Auch zu den Themen Diskriminierung und sexuelle Belästigung wurden die Studentinnen und Studenten befragt. Insgesamt gaben 5% der Befragten an, schon einmal wegen eines bestimmten Merkmals diskriminiert worden zu sein. Am häufigsten findet Diskriminierung aufgrund des Geschlechts statt, gefolgt von der Herkunft. Interessanterweise fühlen sich Studenten ähnlich oft aufgrund ihres Geschlechts diskriminiert wie Studentinnen.
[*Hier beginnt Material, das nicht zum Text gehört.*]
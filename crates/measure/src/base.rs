//! Quantities shared by both measurement schemas.
//!
//! The chain runs `height → waist → hip → bust`, with shoulder and sleeve
//! taken straight from height. Each jittered step draws independently.

use patternfit_core::Gender;

use crate::jitter::Jitter;

const WAIST_PER_HEIGHT: f64 = 0.45;
const SHOULDER_PER_HEIGHT: f64 = 0.23;
const SLEEVE_PER_HEIGHT: f64 = 0.33;
const LAP_PER_HIP: f64 = 0.6;
const TROUSER_PER_HEIGHT: f64 = 0.6;

const CIRCUMFERENCE_JITTER: f64 = 1.0;
const LENGTH_JITTER: f64 = 0.5;

/// Gender-specific ratios along the circumference chain.
#[derive(Debug, Clone, Copy, PartialEq)]
pub(crate) struct Proportions {
    pub hip_per_waist: f64,
    pub bust_per_hip: f64,
}

impl Proportions {
    pub(crate) fn of(gender: Gender) -> Self {
        match gender {
            Gender::Male => Self {
                hip_per_waist: 1.1,
                bust_per_hip: 0.95,
            },
            Gender::Female => Self {
                hip_per_waist: 1.2,
                bust_per_hip: 0.98,
            },
        }
    }
}

/// Unrounded base quantities for one estimate, in inches.
#[derive(Debug, Clone, Copy, PartialEq)]
pub(crate) struct BaseQuantities {
    pub height: f64,
    pub waist: f64,
    pub hip: f64,
    pub bust: f64,
    pub shoulder: f64,
    pub sleeve: f64,
}

impl BaseQuantities {
    /// Samples the base quantities for a body of `height` inches.
    pub(crate) fn sample<J: Jitter + ?Sized>(height: f64, gender: Gender, jitter: &mut J) -> Self {
        let ratios = Proportions::of(gender);

        let waist = height * WAIST_PER_HEIGHT + jitter.jitter(CIRCUMFERENCE_JITTER);
        let hip = waist * ratios.hip_per_waist + jitter.jitter(CIRCUMFERENCE_JITTER);
        let bust = hip * ratios.bust_per_hip + jitter.jitter(CIRCUMFERENCE_JITTER);
        let shoulder = height * SHOULDER_PER_HEIGHT + jitter.jitter(LENGTH_JITTER);
        let sleeve = height * SLEEVE_PER_HEIGHT + jitter.jitter(LENGTH_JITTER);

        Self {
            height,
            waist,
            hip,
            bust,
            shoulder,
            sleeve,
        }
    }

    pub(crate) fn lap(&self) -> f64 {
        self.hip * LAP_PER_HIP
    }

    pub(crate) fn trouser_length(&self) -> f64 {
        self.height * TROUSER_PER_HEIGHT
    }
}
use base64::{Engine, engine::general_purpose::STANDARD};
use patternfit_core::{Fabric, FabricImage};
use serde::{Deserialize, Serialize};

use crate::{WardrobeError, store::Store};

/// Stored form of a custom fabric. Every field must be non-empty.
#[derive(Debug, Serialize, Deserialize)]
#[serde(rename_all = "camelCase")]
struct StoredFabric {
    #[serde(default)]
    id: String,
    #[serde(default)]
    name: String,
    #[serde(default)]
    base64: String,
    #[serde(default)]
    mime_type: String,
}

impl StoredFabric {
    fn encode(fabric: &Fabric) -> Result<Self, WardrobeError> {
        let FabricImage::Inline { mime_type, data } = &fabric.image else {
            return Err(WardrobeError::NotInline {
                id: fabric.id.clone(),
            });
        };
        Ok(Self {
            id: fabric.id.clone(),
            name: fabric.name.clone(),
            base64: STANDARD.encode(data),
            mime_type: mime_type.clone(),
        })
    }

    fn decode(self) -> Option<Fabric> {
        if self.id.is_empty()
            || self.name.is_empty()
            || self.base64.is_empty()
            || self.mime_type.is_empty()
        {
            return None;
        }
        let data = STANDARD.decode(&self.base64).ok()?;
        Some(Fabric {
            id: self.id,
            name: self.name,
            image: FabricImage::Inline {
                mime_type: self.mime_type,
                data,
            },
        })
    }
}

/// The user's collection of uploaded fabrics.
///
/// The collection is stored as a single JSON array. If any entry is
/// incomplete the whole collection is treated as corrupt and cleared.
#[derive(Debug)]
pub struct FabricShelf<S> {
    store: S,
    key: String,
}

impl<S: Store> FabricShelf<S> {
    /// Store key holding the saved fabrics.
    pub const DEFAULT_KEY: &'static str = "patternfit_ai_saved_fabrics";

    /// Creates a shelf under the default key.
    pub fn new(store: S) -> Self {
        Self::with_key(store, Self::DEFAULT_KEY)
    }

    /// Creates a shelf under a custom key.
    pub fn with_key(store: S, key: impl Into<String>) -> Self {
        Self {
            store,
            key: key.into(),
        }
    }

    /// Returns the saved fabrics in insertion order.
    ///
    /// # Errors
    ///
    /// Returns [`WardrobeError::Store`] if the store cannot be read.
    pub fn list(&mut self) -> Result<Vec<Fabric>, WardrobeError> {
        let Some(raw) = self.store.get(&self.key)? else {
            return Ok(Vec::new());
        };

        let decoded = serde_json::from_str::<Vec<StoredFabric>>(&raw)
            .ok()
            .and_then(|stored| stored.into_iter().map(StoredFabric::decode).collect());

        match decoded {
            Some(fabrics) => Ok(fabrics),
            None => {
                tracing::warn!(key = %self.key, "discarding unreadable fabric data");
                self.store.delete(&self.key)?;
                Ok(Vec::new())
            }
        }
    }

    /// Replaces the saved collection with `fabrics`.
    ///
    /// # Errors
    ///
    /// Returns [`WardrobeError::NotInline`] if a fabric has no image data,
    /// or a store or encoding error if the write fails.
    pub fn save(&mut self, fabrics: &[Fabric]) -> Result<(), WardrobeError> {
        let stored = fabrics
            .iter()
            .map(StoredFabric::encode)
            .collect::<Result<Vec<_>, _>>()?;
        let json = serde_json::to_string(&stored).map_err(WardrobeError::Encode)?;
        self.store.put(&self.key, json)?;
        Ok(())
    }

    /// Adds a fabric, replacing any saved fabric with the same id.
    ///
    /// # Errors
    ///
    /// See [`FabricShelf::save`].
    pub fn add(&mut self, fabric: Fabric) -> Result<(), WardrobeError> {
        let mut fabrics = self.list()?;
        match fabrics.iter_mut().find(|f| f.id == fabric.id) {
            Some(existing) => *existing = fabric,
            None => fabrics.push(fabric),
        }
        self.save(&fabrics)
    }

    /// Removes the fabric with `id`. Returns whether one was removed.
    ///
    /// # Errors
    ///
    /// See [`FabricShelf::save`].
    pub fn remove(&mut self, id: &str) -> Result<bool, WardrobeError> {
        let mut fabrics = self.list()?;
        let before = fabrics.len();
        fabrics.retain(|f| f.id != id);
        if fabrics.len() == before {
            return Ok(false);
        }
        self.save(&fabrics)?;
        Ok(true)
    }
}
Rund 10% der Studierenden sind ausserdem schon einmal Opfer sexueller Belästigung geworden – davon belästigt gefühlt hat sich indessen nur etwa die Hälfte der Betroffenen. Diese Zahl steht im Kontrast zu einer 2013 durchgeführten Studie des Nationalen Forschungsprogramms «Gleichstellung der Geschlechter», welche unter anderem die Häufigkeit von sexueller Belästigung am Arbeitsplatz untersucht hatte. 31% der Frauen und 11% der Männer hatten dort angegeben, sich am Arbeitsplatz schon einmal belästigt gefühlt zu haben. Der Umstand, dass die von der SUB erhobenen Zahlen an der Uni Bern deutlich tiefer liegen, könnte auch erklären, weshalb die Befragten der Aussage «Die Universität muss mehr gegen sexuelle Belästigung tun» im Durchschnitt nicht zustimmten. Die Abteilung für die Gleichstellung von Frauen und Männern der Universität Bern, die seit 2016 mit einer Kampagne auf das Thema der sexuellen Belästigung aufmerksam macht, war gestern ferienhalber nicht für eine Stellungnahme erreichbar.